I have noticed a big difference in the way Pakistani Muslims in Pakistan go about looking for spouses and those that are in the UK. In Pakistan I think nearly all of them have arranged marriages to cousins or distant relatives. The kids dont really have the opportunity to look for someone themselves. I am just talking about village people here, not too sure about those living in cities, but I am assuming its a similar process.

For example, in the UK young Muslims tend to start looking while at uni, either by asking peers or some using online sites to find someone. This way is much more independent and usually involves the kids having to introduce the potential to the parents! Which is quite opposite to the traditional Pakistani way.

Me personally, sometimes I feel like giving up and just marrying who my parents say. I have not actually looked for someone but have had a few proposals lol. The reason I feel like giving up is because I have seen marriages breaking up that have been based on the kids' personal choices. But I have seen this happening in arranged marriages too, so I am left thinking is it really worth it? Going through all that effort in finding someone and then it ending in disaster.

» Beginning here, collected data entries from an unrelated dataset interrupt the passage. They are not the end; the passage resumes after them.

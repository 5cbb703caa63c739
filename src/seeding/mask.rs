//! 1-bit shape masks built from matrices or rasterized text

use bitvec::prelude::*;
use ndarray::Array2;
use rusttype::{Scale, point};

use crate::io::configuration::{COVERAGE_THRESHOLD, LINE_SPACING};
use crate::io::error::{Result, invalid_parameter};
use crate::seeding::font::FontHandle;

/// Off-screen 1-bit canvas
///
/// Pixels are stored row-major; `(x, y)` with `x` across and `y` down.
#[derive(Debug, Clone, PartialEq, Eq)]
pub struct ShapeMask {
    bits: BitVec,
    width: usize,
    height: usize,
}

impl ShapeMask {
    /// Create a mask with no pixels set
    pub fn new(width: usize, height: usize) -> Self {
        Self {
            bits: bitvec![0; width * height],
            width,
            height,
        }
    }

    /// Build a mask from a matrix indexed `[row, column]`; non-zero entries are set
    pub fn from_matrix(matrix: &Array2<u8>) -> Self {
        let (rows, cols) = matrix.dim();
        let mut mask = Self::new(cols, rows);
        for ((row, col), &value) in matrix.indexed_iter() {
            if value != 0 {
                mask.set(col, row, true);
            }
        }
        mask
    }

    /// Build a padded mask from pixel coordinates
    ///
    /// The content box spans from the origin (or the leftmost/topmost pixel,
    /// if negative) to the furthest pixel. The canvas adds `padding` on every
    /// side and the content is drawn at `(padding, padding)`.
    pub fn from_pixels(pixels: &[[i32; 2]], padding: usize) -> Self {
        let min_x = pixels.iter().map(|p| p[0]).min().unwrap_or(0).min(0);
        let min_y = pixels.iter().map(|p| p[1]).min().unwrap_or(0).min(0);
        let right = pixels.iter().map(|p| p[0] - min_x + 1).max().unwrap_or(0) as usize;
        let bottom = pixels.iter().map(|p| p[1] - min_y + 1).max().unwrap_or(0) as usize;

        let mut mask = Self::new(right + 2 * padding, bottom + 2 * padding);
        for &[x, y] in pixels {
            mask.set(
                (x - min_x) as usize + padding,
                (y - min_y) as usize + padding,
                true,
            );
        }
        mask
    }

    /// Canvas width in pixels
    pub const fn width(&self) -> usize {
        self.width
    }

    /// Canvas height in pixels
    pub const fn height(&self) -> usize {
        self.height
    }

    /// Read a pixel; anything outside the canvas reads as unset
    pub fn get(&self, x: usize, y: usize) -> bool {
        x < self.width && self.bits.get(y * self.width + x).as_deref() == Some(&true)
    }

    /// Write a pixel; writes outside the canvas are ignored
    pub fn set(&mut self, x: usize, y: usize, value: bool) {
        if x < self.width && y < self.height {
            self.bits.set(y * self.width + x, value);
        }
    }

    /// Coordinates of every set pixel, row by row
    pub fn iter_set(&self) -> impl Iterator<Item = (usize, usize)> + '_ {
        let width = self.width.max(1);
        self.bits
            .iter_ones()
            .map(move |index| (index % width, index / width))
    }

    /// Number of set pixels
    pub fn count_set(&self) -> usize {
        self.bits.count_ones()
    }
}

/// Rasterize centered lines of text into a padded 1-bit mask
///
/// The canvas is the content's pixel bounding box plus `2 * padding` on each
/// axis, with the content drawn at `(padding, padding)`. A pixel is set when
/// the glyph covers at least half of it.
///
/// # Errors
///
/// Returns `InvalidParameter` if the lines contain no visible pixels
pub fn rasterize_text<S: AsRef<str>>(
    font: &FontHandle,
    lines: &[S],
    size: f32,
    padding: usize,
) -> Result<ShapeMask> {
    let scale = Scale::uniform(size);
    let v_metrics = font.font().v_metrics(scale);
    let line_pitch = v_metrics.ascent - v_metrics.descent + v_metrics.line_gap + LINE_SPACING;

    let widths: Vec<f32> = lines
        .iter()
        .map(|line| line_width(font, line.as_ref(), scale))
        .collect();
    let widest = widths.iter().copied().fold(0.0_f32, f32::max);

    let mut pixels = Vec::new();
    for (index, (line, width)) in lines.iter().zip(&widths).enumerate() {
        let origin = point(
            (widest - width) / 2.0,
            (index as f32).mul_add(line_pitch, v_metrics.ascent),
        );
        for glyph in font.font().layout(line.as_ref(), scale, origin) {
            if let Some(bounds) = glyph.pixel_bounding_box() {
                glyph.draw(|gx, gy, coverage| {
                    if coverage >= COVERAGE_THRESHOLD {
                        pixels.push([bounds.min.x + gx as i32, bounds.min.y + gy as i32]);
                    }
                });
            }
        }
    }

    let text = lines
        .iter()
        .map(AsRef::as_ref)
        .collect::<Vec<_>>()
        .join("\n");
    if pixels.is_empty() {
        return Err(invalid_parameter(
            "text",
            &text,
            &"nothing visible to rasterize",
        ));
    }

    let mask = ShapeMask::from_pixels(&pixels, padding);
    tracing::debug!(
        "text {text:?} bounding box {}x{} at {size}px, padding {padding}",
        mask.width() - 2 * padding,
        mask.height() - 2 * padding
    );
    Ok(mask)
}

fn line_width(font: &FontHandle, line: &str, scale: Scale) -> f32 {
    font.font()
        .layout(line, scale, point(0.0, 0.0))
        .last()
        .map_or(0.0, |glyph| {
            glyph.position().x + glyph.unpositioned().h_metrics().advance_width
        })
}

Especially if your parents want you to marry someone that they want you to marry.

Nobody is perfect and I dont think anyone will find someone who is perfect, so what is the point in looking for a perfect somone?

Anyway, Tragic Typos, I think asking about STD's is kind of important. What you could do is hint at it, or get a test done for yourself and show them the result, without having to actually say it and they should hopefully understand that you want them to get tested.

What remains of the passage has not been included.